Stored dataset items:
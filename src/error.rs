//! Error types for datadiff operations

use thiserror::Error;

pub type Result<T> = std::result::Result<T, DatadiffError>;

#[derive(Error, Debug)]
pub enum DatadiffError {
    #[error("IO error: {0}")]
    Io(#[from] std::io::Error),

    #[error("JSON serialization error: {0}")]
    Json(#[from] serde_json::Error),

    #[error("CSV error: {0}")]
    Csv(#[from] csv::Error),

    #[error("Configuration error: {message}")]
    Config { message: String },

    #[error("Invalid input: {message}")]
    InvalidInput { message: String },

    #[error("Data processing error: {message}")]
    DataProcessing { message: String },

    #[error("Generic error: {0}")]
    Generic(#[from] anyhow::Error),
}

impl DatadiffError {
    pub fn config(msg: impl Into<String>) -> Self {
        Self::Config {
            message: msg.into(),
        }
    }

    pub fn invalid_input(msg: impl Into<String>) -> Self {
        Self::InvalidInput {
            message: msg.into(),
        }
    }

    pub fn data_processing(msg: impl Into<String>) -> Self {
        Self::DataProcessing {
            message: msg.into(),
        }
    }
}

---

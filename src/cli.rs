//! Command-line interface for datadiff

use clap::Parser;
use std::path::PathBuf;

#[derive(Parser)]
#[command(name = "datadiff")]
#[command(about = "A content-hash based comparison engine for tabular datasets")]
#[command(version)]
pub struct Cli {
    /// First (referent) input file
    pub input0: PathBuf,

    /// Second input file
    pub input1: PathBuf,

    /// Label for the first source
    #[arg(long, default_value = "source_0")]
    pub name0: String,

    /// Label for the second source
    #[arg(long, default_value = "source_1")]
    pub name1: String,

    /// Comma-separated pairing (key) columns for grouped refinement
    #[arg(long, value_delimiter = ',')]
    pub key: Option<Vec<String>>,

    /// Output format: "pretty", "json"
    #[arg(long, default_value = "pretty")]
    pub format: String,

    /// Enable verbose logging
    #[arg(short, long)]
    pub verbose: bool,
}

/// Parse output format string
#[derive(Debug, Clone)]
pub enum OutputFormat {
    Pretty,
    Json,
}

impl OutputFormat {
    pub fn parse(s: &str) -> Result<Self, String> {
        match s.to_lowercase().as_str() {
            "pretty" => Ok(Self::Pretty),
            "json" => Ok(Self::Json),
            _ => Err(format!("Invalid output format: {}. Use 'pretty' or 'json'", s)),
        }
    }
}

* * *

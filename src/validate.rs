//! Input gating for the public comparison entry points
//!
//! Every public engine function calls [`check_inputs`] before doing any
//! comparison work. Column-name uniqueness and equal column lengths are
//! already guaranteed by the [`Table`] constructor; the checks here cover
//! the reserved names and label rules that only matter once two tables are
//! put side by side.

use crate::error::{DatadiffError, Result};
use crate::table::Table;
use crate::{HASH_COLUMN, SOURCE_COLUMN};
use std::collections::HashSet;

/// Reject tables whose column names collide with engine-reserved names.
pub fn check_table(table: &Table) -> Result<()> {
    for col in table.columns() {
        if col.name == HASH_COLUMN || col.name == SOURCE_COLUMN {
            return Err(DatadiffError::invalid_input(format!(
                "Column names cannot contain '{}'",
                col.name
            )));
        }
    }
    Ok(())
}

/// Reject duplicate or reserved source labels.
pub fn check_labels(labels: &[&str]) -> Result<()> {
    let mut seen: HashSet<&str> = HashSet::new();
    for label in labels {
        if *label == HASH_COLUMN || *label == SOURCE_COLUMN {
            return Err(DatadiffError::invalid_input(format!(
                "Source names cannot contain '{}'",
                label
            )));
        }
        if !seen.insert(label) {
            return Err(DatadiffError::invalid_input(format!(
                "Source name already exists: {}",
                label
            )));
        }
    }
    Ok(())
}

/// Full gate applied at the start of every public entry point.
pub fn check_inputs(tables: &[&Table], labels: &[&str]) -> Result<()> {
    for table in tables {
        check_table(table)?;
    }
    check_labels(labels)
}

## Assignment:
Every line in the entries that contains the word "impl" should be counted, and the total stated alone.

## Exercise solution:
5